TASK DETAILS: Your reply should be only the number of lines in the records that contain the word "HttpResponse".

MATERIALS PROVIDED:

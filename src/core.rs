use crate::error::{WeaveError, WeaveResult};

pub use kurbo::{Point, Rect, Vec2};

/// Scroll offset in document pixels, measured from the document top.
pub type ScrollOffset = f64;

/// Wall-clock time in seconds since engine start.
pub type Seconds = f64;

/// Viewport dimensions in pixels, read once at engine start.
///
/// Live resize is out of scope; the values stay fixed for the page session.
#[derive(Clone, Copy, Debug, PartialEq, serde::Serialize, serde::Deserialize)]
pub struct Viewport {
    pub width: f64,
    pub height: f64,
}

impl Viewport {
    pub fn new(width: f64, height: f64) -> WeaveResult<Self> {
        if !(width.is_finite() && height.is_finite()) || width <= 0.0 || height <= 0.0 {
            return Err(WeaveError::validation(
                "viewport width/height must be finite and > 0",
            ));
        }
        Ok(Self { width, height })
    }
}

/// Straight-alpha RGBA8 color. Serialized as `#RRGGBB`/`#RRGGBBAA`.
#[derive(Clone, Copy, Debug, PartialEq, Eq, serde::Serialize, serde::Deserialize)]
#[serde(try_from = "String", into = "String")]
pub struct Rgba8 {
    pub r: u8,
    pub g: u8,
    pub b: u8,
    pub a: u8,
}

impl Rgba8 {
    pub const fn opaque(r: u8, g: u8, b: u8) -> Self {
        Self { r, g, b, a: 255 }
    }

    /// Parse `#RRGGBB` or `#RRGGBBAA`.
    pub fn from_hex(s: &str) -> WeaveResult<Self> {
        let hex = s
            .strip_prefix('#')
            .ok_or_else(|| WeaveError::validation(format!("color '{s}' must start with '#'")))?;
        if !hex.is_ascii() {
            return Err(WeaveError::validation(format!(
                "color '{s}' has invalid hex digits"
            )));
        }
        let byte = |i: usize| -> WeaveResult<u8> {
            u8::from_str_radix(&hex[i..i + 2], 16)
                .map_err(|_| WeaveError::validation(format!("color '{s}' has invalid hex digits")))
        };
        match hex.len() {
            6 => Ok(Self {
                r: byte(0)?,
                g: byte(2)?,
                b: byte(4)?,
                a: 255,
            }),
            8 => Ok(Self {
                r: byte(0)?,
                g: byte(2)?,
                b: byte(4)?,
                a: byte(6)?,
            }),
            _ => Err(WeaveError::validation(format!(
                "color '{s}' must be #RRGGBB or #RRGGBBAA"
            ))),
        }
    }

    pub fn to_hex(self) -> String {
        if self.a == 255 {
            format!("#{:02X}{:02X}{:02X}", self.r, self.g, self.b)
        } else {
            format!("#{:02X}{:02X}{:02X}{:02X}", self.r, self.g, self.b, self.a)
        }
    }
}

impl TryFrom<String> for Rgba8 {
    type Error = WeaveError;

    fn try_from(s: String) -> WeaveResult<Self> {
        Self::from_hex(&s)
    }
}

impl From<Rgba8> for String {
    fn from(c: Rgba8) -> String {
        c.to_hex()
    }
}

#[cfg(test)]
mod tests {
    use super::*;

    #[test]
    fn hex_roundtrip() {
        let c = Rgba8::from_hex("#3B2F2F").unwrap();
        assert_eq!(c, Rgba8::opaque(0x3B, 0x2F, 0x2F));
        assert_eq!(c.to_hex(), "#3B2F2F");

        let c = Rgba8::from_hex("#D4AF3780").unwrap();
        assert_eq!(c.a, 0x80);
        assert_eq!(c.to_hex(), "#D4AF3780");
    }

    #[test]
    fn hex_rejects_junk() {
        assert!(Rgba8::from_hex("3B2F2F").is_err());
        assert!(Rgba8::from_hex("#3B2F").is_err());
        assert!(Rgba8::from_hex("#GGGGGG").is_err());
    }

    #[test]
    fn viewport_rejects_degenerate_sizes() {
        assert!(Viewport::new(0.0, 800.0).is_err());
        assert!(Viewport::new(1280.0, f64::NAN).is_err());
        assert!(Viewport::new(1280.0, 800.0).is_ok());
    }
}
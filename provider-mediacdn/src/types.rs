//! API request/response payloads for the media CDN HTTP API

use serde::{Deserialize, Serialize};
use std::collections::HashMap;

/// Response body of `POST /resources` and `POST /resources/{id}/copy`
#[derive(Debug, Clone, Deserialize)]
pub struct UploadResponse {
    pub public_id: String,
    pub version: i64,
    #[serde(default = "default_delivery_type")]
    pub delivery_type: String,
    pub bytes: u64,
    pub secure_url: String,
}

fn default_delivery_type() -> String {
    "upload".to_string()
}

/// Response body of `GET /resources/{id}`
#[derive(Debug, Clone, Deserialize)]
pub struct ResourceResponse {
    pub public_id: String,
    pub version: i64,
    #[serde(default = "default_delivery_type")]
    pub delivery_type: String,
    pub bytes: u64,
    pub secure_url: String,
}

/// Response body of `POST /resources/{id}/transform`
#[derive(Debug, Clone, Deserialize)]
pub struct TransformResponse {
    pub secure_url: String,
    pub bytes: u64,
}

/// Request body of `POST /resources/{id}/copy`
#[derive(Debug, Clone, Serialize)]
pub struct CopyRequest<'a> {
    pub to_public_id: &'a str,
}

/// Request body of `POST /resources/{id}/context`
#[derive(Debug, Clone, Serialize)]
pub struct ContextRequest {
    pub context: HashMap<String, String>,
}

/// Request body of `POST /resources/{id}/transform`
#[derive(Debug, Clone, Serialize)]
pub struct TransformRequest<'a> {
    pub transformation: &'a str,
}

/// Error envelope the API wraps failures in
#[derive(Debug, Clone, Deserialize)]
pub struct ErrorResponse {
    pub error: ErrorBody,
}

#[derive(Debug, Clone, Deserialize)]
pub struct ErrorBody {
    pub message: String,
}

#[cfg(test)]
mod tests {
    use super::*;

    #[test]
    fn test_upload_response_defaults_delivery_type() {
        let json = r#"{
            "public_id": "media/sunset",
            "version": 3,
            "bytes": 52110,
            "secure_url": "https://cdn.example.com/media/sunset"
        }"#;
        let parsed: UploadResponse = serde_json::from_str(json).unwrap();
        assert_eq!(parsed.delivery_type, "upload");
        assert_eq!(parsed.version, 3);
    }

    #[test]
    fn test_error_envelope() {
        let json = r#"{"error": {"message": "public_id media/sunset already exists"}}"#;
        let parsed: ErrorResponse = serde_json::from_str(json).unwrap();
        assert!(parsed.error.message.contains("already exists"));
    }
}
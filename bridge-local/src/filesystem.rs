//! File System Access Implementation using Tokio

use async_trait::async_trait;
use bytes::Bytes;
use offload_bridge::{
    error::{BridgeError, Result},
    fs::{FileMetadata, FileSystemAccess},
};
use std::path::{Path, PathBuf};
use tokio::fs;
use tracing::debug;

/// Tokio-based file system implementation
pub struct TokioFileSystem;

impl TokioFileSystem {
    pub fn new() -> Self {
        Self
    }

    fn map_io_error(e: std::io::Error) -> BridgeError {
        BridgeError::Io(e)
    }
}

impl Default for TokioFileSystem {
    fn default() -> Self {
        Self::new()
    }
}

#[async_trait]
impl FileSystemAccess for TokioFileSystem {
    async fn exists(&self, path: &Path) -> Result<bool> {
        Ok(fs::try_exists(path).await.map_err(Self::map_io_error)?)
    }

    async fn metadata(&self, path: &Path) -> Result<FileMetadata> {
        let metadata = fs::metadata(path).await.map_err(Self::map_io_error)?;

        Ok(FileMetadata {
            size: metadata.len(),
            modified_at: metadata
                .modified()
                .ok()
                .and_then(|t| t.duration_since(std::time::UNIX_EPOCH).ok())
                .map(|d| d.as_secs() as i64),
            is_directory: metadata.is_dir(),
        })
    }

    async fn create_dir_all(&self, path: &Path) -> Result<()> {
        fs::create_dir_all(path).await.map_err(Self::map_io_error)?;
        debug!(path = ?path, "Created directory");
        Ok(())
    }

    async fn read_file(&self, path: &Path) -> Result<Bytes> {
        let data = fs::read(path).await.map_err(Self::map_io_error)?;
        Ok(Bytes::from(data))
    }

    async fn write_file(&self, path: &Path, data: Bytes) -> Result<()> {
        if let Some(parent) = path.parent() {
            if !fs::try_exists(parent).await.map_err(Self::map_io_error)? {
                fs::create_dir_all(parent)
                    .await
                    .map_err(Self::map_io_error)?;
            }
        }
        fs::write(path, &data).await.map_err(Self::map_io_error)?;
        debug!(path = ?path, bytes = data.len(), "Wrote file");
        Ok(())
    }

    async fn delete_file(&self, path: &Path) -> Result<()> {
        fs::remove_file(path).await.map_err(Self::map_io_error)?;
        debug!(path = ?path, "Deleted file");
        Ok(())
    }

    async fn list_directory(&self, path: &Path) -> Result<Vec<PathBuf>> {
        let mut entries = Vec::new();
        let mut dir = fs::read_dir(path).await.map_err(Self::map_io_error)?;
        while let Some(entry) = dir.next_entry().await.map_err(Self::map_io_error)? {
            entries.push(entry.path());
        }
        Ok(entries)
    }
}

#[cfg(test)]
mod tests {
    use super::*;

    #[tokio::test]
    async fn test_write_read_delete() {
        let dir = tempfile::tempdir().unwrap();
        let fs = TokioFileSystem::new();
        let path = dir.path().join("nested").join("photo.jpg");

        fs.write_file(&path, Bytes::from_static(b"jpeg-bytes"))
            .await
            .unwrap();
        assert!(fs.exists(&path).await.unwrap());
        assert_eq!(fs.file_size(&path).await.unwrap(), Some(10));

        let data = fs.read_file(&path).await.unwrap();
        assert_eq!(&data[..], b"jpeg-bytes");

        fs.delete_file(&path).await.unwrap();
        assert!(!fs.exists(&path).await.unwrap());
        assert_eq!(fs.file_size(&path).await.unwrap(), None);
    }

    #[tokio::test]
    async fn test_list_directory() {
        let dir = tempfile::tempdir().unwrap();
        let fs = TokioFileSystem::new();

        fs.write_file(&dir.path().join("a.jpg"), Bytes::from_static(b"a"))
            .await
            .unwrap();
        fs.write_file(&dir.path().join("b.jpg"), Bytes::from_static(b"b"))
            .await
            .unwrap();

        let entries = fs.list_directory(dir.path()).await.unwrap();
        assert_eq!(entries.len(), 2);
    }
}
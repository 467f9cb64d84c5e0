//! Background Dispatch and Scheduling using Tokio

use async_trait::async_trait;
use offload_bridge::{
    background::{
        BackgroundDispatcher, DispatchHandler, DispatchRequest, ScheduledTask, Scheduler,
    },
    error::{BridgeError, Result},
};
use std::collections::HashMap;
use std::sync::Arc;
use std::time::Duration;
use tokio::sync::RwLock;
use tokio::task::JoinHandle;
use tracing::{debug, warn};

/// Tokio task-spawn dispatcher.
///
/// Each dispatched request runs on its own task, which mirrors a host that
/// services "run this soon" requests on fresh invocations. The handler is
/// wired in after construction because the engine that handles requests also
/// needs the dispatcher to issue them.
pub struct TaskDispatcher {
    handler: RwLock<Option<Arc<dyn DispatchHandler>>>,
}

impl TaskDispatcher {
    pub fn new() -> Self {
        Self {
            handler: RwLock::new(None),
        }
    }

    /// Install the request handler. Replaces any previous handler.
    pub async fn set_handler(&self, handler: Arc<dyn DispatchHandler>) {
        let mut slot = self.handler.write().await;
        *slot = Some(handler);
    }
}

impl Default for TaskDispatcher {
    fn default() -> Self {
        Self::new()
    }
}

#[async_trait]
impl BackgroundDispatcher for TaskDispatcher {
    async fn dispatch(&self, request: DispatchRequest) -> Result<()> {
        let handler = {
            let slot = self.handler.read().await;
            slot.clone()
        };

        let handler = handler.ok_or_else(|| {
            BridgeError::NotAvailable("TaskDispatcher has no handler installed".to_string())
        })?;

        debug!(operation = %request.operation, thread = ?request.thread, "Dispatching background request");
        tokio::spawn(async move {
            handler.handle(request).await;
        });

        Ok(())
    }
}

/// Tokio interval-loop scheduler.
///
/// Each registered task loops `sleep(interval); task().await` until
/// cancelled. Re-registering an id aborts the previous loop first.
pub struct IntervalScheduler {
    tasks: RwLock<HashMap<String, JoinHandle<()>>>,
}

impl IntervalScheduler {
    pub fn new() -> Self {
        Self {
            tasks: RwLock::new(HashMap::new()),
        }
    }
}

impl Default for IntervalScheduler {
    fn default() -> Self {
        Self::new()
    }
}

impl Drop for IntervalScheduler {
    fn drop(&mut self) {
        if let Ok(tasks) = self.tasks.try_read() {
            for handle in tasks.values() {
                handle.abort();
            }
        }
    }
}

#[async_trait]
impl Scheduler for IntervalScheduler {
    async fn schedule_repeating(
        &self,
        task_id: &str,
        interval: Duration,
        task: ScheduledTask,
    ) -> Result<()> {
        let mut tasks = self.tasks.write().await;

        if let Some(previous) = tasks.remove(task_id) {
            warn!(task_id = %task_id, "Replacing existing scheduled task");
            previous.abort();
        }

        let handle = tokio::spawn(async move {
            loop {
                tokio::time::sleep(interval).await;
                task().await;
            }
        });

        tasks.insert(task_id.to_string(), handle);
        Ok(())
    }

    async fn cancel(&self, task_id: &str) -> Result<()> {
        let mut tasks = self.tasks.write().await;
        if let Some(handle) = tasks.remove(task_id) {
            handle.abort();
            debug!(task_id = %task_id, "Cancelled scheduled task");
        }
        Ok(())
    }
}

#[cfg(test)]
mod tests {
    use super::*;
    use futures_util::FutureExt;
    use std::sync::atomic::{AtomicUsize, Ordering};

    struct CountingHandler {
        count: Arc<AtomicUsize>,
    }

    #[async_trait]
    impl DispatchHandler for CountingHandler {
        async fn handle(&self, _request: DispatchRequest) {
            self.count.fetch_add(1, Ordering::SeqCst);
        }
    }

    #[tokio::test]
    async fn test_dispatch_without_handler_fails() {
        let dispatcher = TaskDispatcher::new();
        let result = dispatcher
            .dispatch(DispatchRequest::run_thread("bulk", "queue_bulk_thread_0"))
            .await;
        assert!(result.is_err());
    }

    #[tokio::test]
    async fn test_dispatch_runs_handler() {
        let dispatcher = TaskDispatcher::new();
        let count = Arc::new(AtomicUsize::new(0));
        dispatcher
            .set_handler(Arc::new(CountingHandler {
                count: count.clone(),
            }))
            .await;

        dispatcher
            .dispatch(DispatchRequest::run_thread("bulk", "queue_bulk_thread_0"))
            .await
            .unwrap();

        tokio::time::sleep(Duration::from_millis(50)).await;
        assert_eq!(count.load(Ordering::SeqCst), 1);
    }

    #[tokio::test]
    async fn test_scheduler_fires_and_cancels() {
        let scheduler = IntervalScheduler::new();
        let count = Arc::new(AtomicUsize::new(0));

        let task_count = count.clone();
        let task: ScheduledTask = Arc::new(move || {
            let c = task_count.clone();
            async move {
                c.fetch_add(1, Ordering::SeqCst);
            }
            .boxed()
        });

        scheduler
            .schedule_repeating("health", Duration::from_millis(10), task)
            .await
            .unwrap();

        tokio::time::sleep(Duration::from_millis(60)).await;
        scheduler.cancel("health").await.unwrap();
        let fired = count.load(Ordering::SeqCst);
        assert!(fired >= 2, "expected at least two firings, got {}", fired);

        tokio::time::sleep(Duration::from_millis(40)).await;
        assert_eq!(count.load(Ordering::SeqCst), fired);
    }
}
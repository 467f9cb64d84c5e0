//! HTTP Client Implementation using Reqwest

use async_trait::async_trait;
use bytes::Bytes;
use offload_bridge::{
    error::{BridgeError, Result},
    http::{HttpClient, HttpMethod, HttpRequest, HttpResponse},
};
use reqwest::Client;
use std::collections::HashMap;
use std::time::Duration;
use tracing::debug;

/// Reqwest-based HTTP client implementation
///
/// Provides connection pooling, TLS by default, and per-request timeouts.
/// Retry decisions live with the connectors; this client executes exactly
/// one attempt per call.
pub struct ReqwestHttpClient {
    client: Client,
}

impl ReqwestHttpClient {
    /// Create a new HTTP client with default configuration
    pub fn new() -> Self {
        Self::with_timeout(Duration::from_secs(30))
    }

    /// Create a new HTTP client with custom timeout
    pub fn with_timeout(timeout: Duration) -> Self {
        let client = Client::builder()
            .timeout(timeout)
            .connect_timeout(Duration::from_secs(10))
            .pool_max_idle_per_host(10)
            .user_agent("media-offload/0.1.0")
            .build()
            .expect("Failed to build HTTP client");

        Self { client }
    }

    /// Wrap an existing reqwest client
    pub fn with_client(client: Client) -> Self {
        Self { client }
    }

    fn convert_method(method: HttpMethod) -> reqwest::Method {
        match method {
            HttpMethod::Get => reqwest::Method::GET,
            HttpMethod::Post => reqwest::Method::POST,
            HttpMethod::Put => reqwest::Method::PUT,
            HttpMethod::Patch => reqwest::Method::PATCH,
            HttpMethod::Delete => reqwest::Method::DELETE,
            HttpMethod::Head => reqwest::Method::HEAD,
        }
    }

    fn build_request(&self, request: HttpRequest) -> reqwest::RequestBuilder {
        let method = Self::convert_method(request.method);
        let mut req = self.client.request(method, &request.url);

        for (key, value) in request.headers {
            req = req.header(key, value);
        }

        if let Some(body) = request.body {
            req = req.body(body);
        }

        if let Some(timeout) = request.timeout {
            req = req.timeout(timeout);
        }

        req
    }
}

impl Default for ReqwestHttpClient {
    fn default() -> Self {
        Self::new()
    }
}

#[async_trait]
impl HttpClient for ReqwestHttpClient {
    async fn execute(&self, request: HttpRequest) -> Result<HttpResponse> {
        debug!(url = %request.url, method = ?request.method, "Executing HTTP request");

        let response = self
            .build_request(request)
            .send()
            .await
            .map_err(|e| BridgeError::OperationFailed(format!("HTTP request failed: {}", e)))?;

        let status = response.status().as_u16();
        let headers: HashMap<String, String> = response
            .headers()
            .iter()
            .filter_map(|(k, v)| v.to_str().ok().map(|v| (k.to_string(), v.to_string())))
            .collect();

        let body: Bytes = response
            .bytes()
            .await
            .map_err(|e| BridgeError::OperationFailed(format!("Failed to read body: {}", e)))?;

        Ok(HttpResponse {
            status,
            headers,
            body,
        })
    }
}
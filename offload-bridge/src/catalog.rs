//! Asset Catalog Abstraction
//!
//! The host owns the media library; the engine only queries it. Catalog
//! records carry just enough for the sync handlers: where the bytes live,
//! what kind of media it is, and whether the host has trashed it.

use async_trait::async_trait;
use serde::{Deserialize, Serialize};
use std::path::PathBuf;
use std::str::FromStr;

use crate::error::{BridgeError, Result};

/// Media kind classification used for queue filtering
#[derive(Debug, Clone, Copy, PartialEq, Eq, Hash, Serialize, Deserialize)]
#[serde(rename_all = "lowercase")]
pub enum MediaKind {
    Image,
    Video,
    Audio,
    Document,
}

impl MediaKind {
    /// Get the string representation for storage and logging
    pub fn as_str(&self) -> &'static str {
        match self {
            Self::Image => "image",
            Self::Video => "video",
            Self::Audio => "audio",
            Self::Document => "document",
        }
    }
}

impl FromStr for MediaKind {
    type Err = BridgeError;

    fn from_str(s: &str) -> Result<Self> {
        match s.to_lowercase().as_str() {
            "image" => Ok(Self::Image),
            "video" => Ok(Self::Video),
            "audio" => Ok(Self::Audio),
            "document" => Ok(Self::Document),
            _ => Err(BridgeError::OperationFailed(format!(
                "Invalid media kind: {}",
                s
            ))),
        }
    }
}

impl std::fmt::Display for MediaKind {
    fn fmt(&self, f: &mut std::fmt::Formatter<'_>) -> std::fmt::Result {
        write!(f, "{}", self.as_str())
    }
}

/// A host media asset as the engine sees it
#[derive(Debug, Clone, PartialEq, Eq)]
pub struct AssetRecord {
    /// Host-assigned numeric id
    pub id: i64,
    /// Display/file name, e.g. `sunset.jpg`
    pub file_name: String,
    /// Absolute path of the canonical local file
    pub local_path: PathBuf,
    /// Media classification
    pub kind: MediaKind,
    /// Byte size as the host last recorded it
    pub byte_size: Option<u64>,
    /// Monotonic edit counter; bumps when the host regenerates derivatives
    pub edit_revision: u32,
    /// Host has trashed the asset; remote cleanup may be due
    pub trashed: bool,
}

impl AssetRecord {
    /// File stem used when building remote public ids
    pub fn file_stem(&self) -> &str {
        self.file_name
            .rsplit_once('.')
            .map(|(stem, _)| stem)
            .unwrap_or(&self.file_name)
    }
}

/// Query access to the host's media library
///
/// Implementations must be cheap to call repeatedly; the queue builder walks
/// the catalog on every rebuild.
#[async_trait]
pub trait AssetCatalog: Send + Sync {
    /// Fetch a single asset. `Ok(None)` when the host no longer has it.
    async fn get(&self, id: i64) -> Result<Option<AssetRecord>>;

    /// List asset ids of the given kinds, ascending by id
    async fn list_ids(&self, kinds: &[MediaKind]) -> Result<Vec<i64>>;

    /// Total number of assets of the given kinds
    async fn count(&self, kinds: &[MediaKind]) -> Result<u64> {
        Ok(self.list_ids(kinds).await?.len() as u64)
    }
}

#[cfg(test)]
mod tests {
    use super::*;

    #[test]
    fn test_media_kind_round_trip() {
        assert_eq!(MediaKind::Image.as_str(), "image");
        assert_eq!("video".parse::<MediaKind>().unwrap(), MediaKind::Video);
        assert!("spreadsheet".parse::<MediaKind>().is_err());
    }

    #[test]
    fn test_file_stem() {
        let record = AssetRecord {
            id: 1,
            file_name: "sunset.jpg".to_string(),
            local_path: PathBuf::from("/media/sunset.jpg"),
            kind: MediaKind::Image,
            byte_size: Some(1024),
            edit_revision: 0,
            trashed: false,
        };
        assert_eq!(record.file_stem(), "sunset");

        let no_ext = AssetRecord {
            file_name: "README".to_string(),
            ..record
        };
        assert_eq!(no_ext.file_stem(), "README");
    }
}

ANSWER TO THIS PROBLEM: 3